## WHAT IS BEING ASKED
Using the listing below, copy every line that mentions "suggestions".
(DATA SUPPLIED)
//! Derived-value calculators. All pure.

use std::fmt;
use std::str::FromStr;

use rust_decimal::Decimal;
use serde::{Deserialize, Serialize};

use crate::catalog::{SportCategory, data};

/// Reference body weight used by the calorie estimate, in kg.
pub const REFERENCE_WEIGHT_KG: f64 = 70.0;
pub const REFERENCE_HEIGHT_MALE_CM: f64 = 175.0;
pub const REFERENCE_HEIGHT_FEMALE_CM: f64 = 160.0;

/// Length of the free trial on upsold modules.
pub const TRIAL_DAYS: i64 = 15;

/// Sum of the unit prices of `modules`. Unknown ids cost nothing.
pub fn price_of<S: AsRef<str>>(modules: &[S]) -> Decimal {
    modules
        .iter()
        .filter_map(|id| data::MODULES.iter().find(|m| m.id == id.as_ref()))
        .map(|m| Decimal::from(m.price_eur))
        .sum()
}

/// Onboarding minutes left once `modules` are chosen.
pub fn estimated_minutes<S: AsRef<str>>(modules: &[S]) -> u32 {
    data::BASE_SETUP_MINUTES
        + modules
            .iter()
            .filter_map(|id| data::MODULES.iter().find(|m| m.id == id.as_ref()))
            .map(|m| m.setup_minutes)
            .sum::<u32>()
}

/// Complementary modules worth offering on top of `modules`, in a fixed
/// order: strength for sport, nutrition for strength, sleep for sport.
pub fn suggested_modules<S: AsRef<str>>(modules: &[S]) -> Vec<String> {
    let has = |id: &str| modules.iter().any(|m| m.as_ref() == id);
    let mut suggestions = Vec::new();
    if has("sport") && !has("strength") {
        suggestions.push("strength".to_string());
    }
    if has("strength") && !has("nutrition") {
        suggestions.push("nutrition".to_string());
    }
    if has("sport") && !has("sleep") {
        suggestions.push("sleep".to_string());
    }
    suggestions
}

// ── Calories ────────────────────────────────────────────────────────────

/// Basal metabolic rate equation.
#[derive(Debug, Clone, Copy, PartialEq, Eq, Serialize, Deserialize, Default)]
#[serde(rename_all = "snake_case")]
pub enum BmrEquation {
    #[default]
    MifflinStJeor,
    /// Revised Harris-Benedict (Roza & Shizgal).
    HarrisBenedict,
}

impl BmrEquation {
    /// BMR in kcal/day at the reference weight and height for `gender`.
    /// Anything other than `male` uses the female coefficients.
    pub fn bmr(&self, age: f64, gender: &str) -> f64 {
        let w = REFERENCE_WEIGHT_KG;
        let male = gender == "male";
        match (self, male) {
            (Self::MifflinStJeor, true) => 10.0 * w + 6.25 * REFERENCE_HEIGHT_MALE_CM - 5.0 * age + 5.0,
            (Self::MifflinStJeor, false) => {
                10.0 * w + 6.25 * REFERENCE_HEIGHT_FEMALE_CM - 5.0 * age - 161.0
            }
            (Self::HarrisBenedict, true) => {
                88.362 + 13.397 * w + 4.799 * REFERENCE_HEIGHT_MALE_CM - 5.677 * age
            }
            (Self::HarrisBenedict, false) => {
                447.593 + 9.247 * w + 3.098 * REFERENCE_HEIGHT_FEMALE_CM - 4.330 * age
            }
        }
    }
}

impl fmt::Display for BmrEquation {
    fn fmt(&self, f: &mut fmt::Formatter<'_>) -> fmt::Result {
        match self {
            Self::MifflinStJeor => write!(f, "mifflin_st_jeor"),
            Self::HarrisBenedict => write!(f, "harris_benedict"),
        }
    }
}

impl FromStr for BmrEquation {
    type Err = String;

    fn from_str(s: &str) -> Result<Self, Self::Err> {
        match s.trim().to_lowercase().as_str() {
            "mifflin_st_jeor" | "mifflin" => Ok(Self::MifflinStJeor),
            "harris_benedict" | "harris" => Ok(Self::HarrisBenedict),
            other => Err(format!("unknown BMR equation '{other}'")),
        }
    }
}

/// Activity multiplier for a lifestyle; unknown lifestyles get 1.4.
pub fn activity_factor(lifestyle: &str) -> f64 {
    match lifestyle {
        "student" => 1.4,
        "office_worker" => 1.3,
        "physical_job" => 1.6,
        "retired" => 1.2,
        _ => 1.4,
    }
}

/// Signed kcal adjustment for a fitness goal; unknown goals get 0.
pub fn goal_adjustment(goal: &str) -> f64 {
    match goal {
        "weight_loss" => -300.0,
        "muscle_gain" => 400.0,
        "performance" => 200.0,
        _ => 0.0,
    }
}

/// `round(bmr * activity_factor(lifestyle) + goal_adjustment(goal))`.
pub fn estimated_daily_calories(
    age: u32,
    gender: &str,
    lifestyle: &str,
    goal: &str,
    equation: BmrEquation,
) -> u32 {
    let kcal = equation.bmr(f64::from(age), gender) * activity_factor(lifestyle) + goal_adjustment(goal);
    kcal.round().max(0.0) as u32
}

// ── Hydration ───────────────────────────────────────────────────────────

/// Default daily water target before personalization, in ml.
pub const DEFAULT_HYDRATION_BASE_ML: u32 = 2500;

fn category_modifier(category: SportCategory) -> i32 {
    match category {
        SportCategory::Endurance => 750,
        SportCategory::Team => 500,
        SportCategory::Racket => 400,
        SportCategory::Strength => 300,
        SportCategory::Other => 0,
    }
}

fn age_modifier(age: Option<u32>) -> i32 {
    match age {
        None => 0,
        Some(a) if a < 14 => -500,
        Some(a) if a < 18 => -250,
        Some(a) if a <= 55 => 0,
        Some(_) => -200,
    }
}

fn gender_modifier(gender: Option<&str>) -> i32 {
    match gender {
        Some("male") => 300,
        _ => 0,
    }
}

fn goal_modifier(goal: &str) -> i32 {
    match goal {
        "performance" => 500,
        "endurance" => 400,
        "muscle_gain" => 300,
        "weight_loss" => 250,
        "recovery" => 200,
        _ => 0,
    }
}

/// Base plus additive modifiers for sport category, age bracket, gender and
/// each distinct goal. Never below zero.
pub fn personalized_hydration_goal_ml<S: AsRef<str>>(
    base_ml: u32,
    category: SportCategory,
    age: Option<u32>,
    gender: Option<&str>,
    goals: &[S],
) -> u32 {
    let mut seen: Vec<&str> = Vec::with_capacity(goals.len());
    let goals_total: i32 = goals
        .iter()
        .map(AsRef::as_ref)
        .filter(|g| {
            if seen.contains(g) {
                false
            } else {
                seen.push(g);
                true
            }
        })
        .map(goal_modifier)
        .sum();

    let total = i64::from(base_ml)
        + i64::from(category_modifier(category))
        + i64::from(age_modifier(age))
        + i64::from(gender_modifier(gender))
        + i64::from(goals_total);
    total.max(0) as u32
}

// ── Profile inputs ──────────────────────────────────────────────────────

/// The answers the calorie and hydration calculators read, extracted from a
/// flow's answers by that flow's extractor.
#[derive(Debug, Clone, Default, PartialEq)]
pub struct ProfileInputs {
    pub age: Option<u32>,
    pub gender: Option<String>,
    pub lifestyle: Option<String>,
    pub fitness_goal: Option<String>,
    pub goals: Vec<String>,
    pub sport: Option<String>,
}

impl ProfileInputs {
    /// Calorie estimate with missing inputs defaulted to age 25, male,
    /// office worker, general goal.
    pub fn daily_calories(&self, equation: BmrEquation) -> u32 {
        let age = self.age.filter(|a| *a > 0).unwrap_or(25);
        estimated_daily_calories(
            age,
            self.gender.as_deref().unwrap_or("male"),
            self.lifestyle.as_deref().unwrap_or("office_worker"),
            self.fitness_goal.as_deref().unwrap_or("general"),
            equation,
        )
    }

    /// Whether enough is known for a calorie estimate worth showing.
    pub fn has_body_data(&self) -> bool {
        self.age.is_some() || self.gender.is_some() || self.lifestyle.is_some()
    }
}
(End DATA SUPPLIED)
(DATA SUPPLIED)
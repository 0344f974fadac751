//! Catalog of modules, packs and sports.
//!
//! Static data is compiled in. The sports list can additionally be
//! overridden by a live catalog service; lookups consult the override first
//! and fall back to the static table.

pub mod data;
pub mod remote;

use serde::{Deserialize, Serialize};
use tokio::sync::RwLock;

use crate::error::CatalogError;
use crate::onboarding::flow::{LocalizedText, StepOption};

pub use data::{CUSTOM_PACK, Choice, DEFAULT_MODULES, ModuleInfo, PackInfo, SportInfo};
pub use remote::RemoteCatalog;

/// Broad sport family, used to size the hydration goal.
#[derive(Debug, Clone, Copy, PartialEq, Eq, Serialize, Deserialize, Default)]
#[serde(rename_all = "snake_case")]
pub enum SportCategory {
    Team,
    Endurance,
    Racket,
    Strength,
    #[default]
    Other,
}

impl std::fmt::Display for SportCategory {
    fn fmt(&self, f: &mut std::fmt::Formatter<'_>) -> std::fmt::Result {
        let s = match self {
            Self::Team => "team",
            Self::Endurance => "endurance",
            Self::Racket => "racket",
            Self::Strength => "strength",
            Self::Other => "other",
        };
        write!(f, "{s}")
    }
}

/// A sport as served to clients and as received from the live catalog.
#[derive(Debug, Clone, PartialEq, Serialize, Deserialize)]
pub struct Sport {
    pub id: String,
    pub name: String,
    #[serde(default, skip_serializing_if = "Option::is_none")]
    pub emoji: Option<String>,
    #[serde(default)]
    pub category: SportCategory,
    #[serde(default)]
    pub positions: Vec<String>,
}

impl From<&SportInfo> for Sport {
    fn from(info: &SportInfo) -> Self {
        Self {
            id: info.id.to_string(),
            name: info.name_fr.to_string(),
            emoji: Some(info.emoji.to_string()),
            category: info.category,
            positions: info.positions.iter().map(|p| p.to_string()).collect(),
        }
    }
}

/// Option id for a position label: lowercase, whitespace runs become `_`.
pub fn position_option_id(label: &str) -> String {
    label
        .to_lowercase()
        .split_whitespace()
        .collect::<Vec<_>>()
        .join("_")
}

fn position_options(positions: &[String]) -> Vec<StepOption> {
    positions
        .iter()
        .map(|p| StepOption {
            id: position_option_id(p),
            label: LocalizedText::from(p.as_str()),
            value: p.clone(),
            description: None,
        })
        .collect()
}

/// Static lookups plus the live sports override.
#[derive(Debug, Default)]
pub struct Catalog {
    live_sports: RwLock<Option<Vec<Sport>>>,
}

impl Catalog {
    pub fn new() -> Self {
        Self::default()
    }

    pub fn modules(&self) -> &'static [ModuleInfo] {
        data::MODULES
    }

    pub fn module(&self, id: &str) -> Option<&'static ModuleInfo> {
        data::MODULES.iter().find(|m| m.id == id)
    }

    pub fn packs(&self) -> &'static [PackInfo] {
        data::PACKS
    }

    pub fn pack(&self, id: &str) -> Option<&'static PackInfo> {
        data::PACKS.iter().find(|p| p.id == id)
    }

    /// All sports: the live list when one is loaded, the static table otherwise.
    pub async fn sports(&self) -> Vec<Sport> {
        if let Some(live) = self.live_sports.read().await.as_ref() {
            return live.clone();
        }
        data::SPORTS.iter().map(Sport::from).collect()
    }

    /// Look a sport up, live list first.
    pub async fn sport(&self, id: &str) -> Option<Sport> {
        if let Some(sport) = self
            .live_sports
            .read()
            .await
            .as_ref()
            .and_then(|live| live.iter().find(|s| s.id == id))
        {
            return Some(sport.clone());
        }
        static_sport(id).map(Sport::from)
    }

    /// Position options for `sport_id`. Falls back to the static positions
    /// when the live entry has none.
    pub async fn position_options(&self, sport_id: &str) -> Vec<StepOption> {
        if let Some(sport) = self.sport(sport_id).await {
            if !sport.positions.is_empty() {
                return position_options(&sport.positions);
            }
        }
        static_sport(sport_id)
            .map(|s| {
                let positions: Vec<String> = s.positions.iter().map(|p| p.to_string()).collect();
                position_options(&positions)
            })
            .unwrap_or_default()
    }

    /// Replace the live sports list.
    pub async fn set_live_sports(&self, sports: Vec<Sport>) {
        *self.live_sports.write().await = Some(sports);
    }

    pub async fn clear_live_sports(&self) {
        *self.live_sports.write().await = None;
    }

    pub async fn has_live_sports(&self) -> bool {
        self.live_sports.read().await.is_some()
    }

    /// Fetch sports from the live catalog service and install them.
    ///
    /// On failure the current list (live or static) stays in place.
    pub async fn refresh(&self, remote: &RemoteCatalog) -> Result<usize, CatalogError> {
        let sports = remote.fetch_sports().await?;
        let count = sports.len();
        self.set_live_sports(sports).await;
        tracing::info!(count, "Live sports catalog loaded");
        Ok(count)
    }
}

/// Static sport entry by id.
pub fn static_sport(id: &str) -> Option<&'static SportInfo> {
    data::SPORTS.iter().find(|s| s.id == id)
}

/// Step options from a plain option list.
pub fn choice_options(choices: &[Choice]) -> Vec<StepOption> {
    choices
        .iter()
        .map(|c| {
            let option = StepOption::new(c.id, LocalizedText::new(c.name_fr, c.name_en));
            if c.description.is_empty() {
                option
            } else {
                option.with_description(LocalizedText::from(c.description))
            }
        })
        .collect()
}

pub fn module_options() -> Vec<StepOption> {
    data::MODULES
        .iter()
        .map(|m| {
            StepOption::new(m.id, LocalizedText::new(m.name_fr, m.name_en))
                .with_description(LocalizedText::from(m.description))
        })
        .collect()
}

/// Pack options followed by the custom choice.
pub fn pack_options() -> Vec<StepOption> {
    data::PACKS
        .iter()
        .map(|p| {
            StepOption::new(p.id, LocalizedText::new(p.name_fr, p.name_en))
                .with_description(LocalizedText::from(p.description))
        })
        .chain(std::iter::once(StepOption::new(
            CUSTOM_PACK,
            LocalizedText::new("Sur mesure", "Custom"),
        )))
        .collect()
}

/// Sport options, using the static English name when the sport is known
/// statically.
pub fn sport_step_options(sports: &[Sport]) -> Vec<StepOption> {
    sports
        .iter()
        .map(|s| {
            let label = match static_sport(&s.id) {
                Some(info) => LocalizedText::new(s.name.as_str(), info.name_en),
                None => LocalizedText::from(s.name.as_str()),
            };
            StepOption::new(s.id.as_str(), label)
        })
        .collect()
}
(End DATA SUPPLIED)
(DATA SUPPLIED)
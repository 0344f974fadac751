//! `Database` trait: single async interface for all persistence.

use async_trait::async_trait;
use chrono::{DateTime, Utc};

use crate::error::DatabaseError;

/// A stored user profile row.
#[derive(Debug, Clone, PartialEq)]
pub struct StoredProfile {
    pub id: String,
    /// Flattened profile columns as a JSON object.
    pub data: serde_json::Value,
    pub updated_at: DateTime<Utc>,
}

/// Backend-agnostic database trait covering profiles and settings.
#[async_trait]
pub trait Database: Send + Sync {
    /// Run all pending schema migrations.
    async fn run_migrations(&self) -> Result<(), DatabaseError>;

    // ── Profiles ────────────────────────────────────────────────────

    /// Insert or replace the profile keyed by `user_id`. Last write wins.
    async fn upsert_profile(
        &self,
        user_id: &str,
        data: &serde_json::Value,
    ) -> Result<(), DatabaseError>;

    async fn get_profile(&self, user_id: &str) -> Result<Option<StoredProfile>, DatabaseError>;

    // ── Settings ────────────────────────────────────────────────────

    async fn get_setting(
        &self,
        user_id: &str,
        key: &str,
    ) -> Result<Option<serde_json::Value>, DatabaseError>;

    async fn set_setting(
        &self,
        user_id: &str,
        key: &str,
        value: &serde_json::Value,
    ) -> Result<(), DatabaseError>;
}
(End DATA SUPPLIED)
## YOUR SOLUTION
    let mut suggestions = Vec::new();
        suggestions.push("strength".to_string());
        suggestions.push("nutrition".to_string());
        suggestions.push("sleep".to_string());
    suggestions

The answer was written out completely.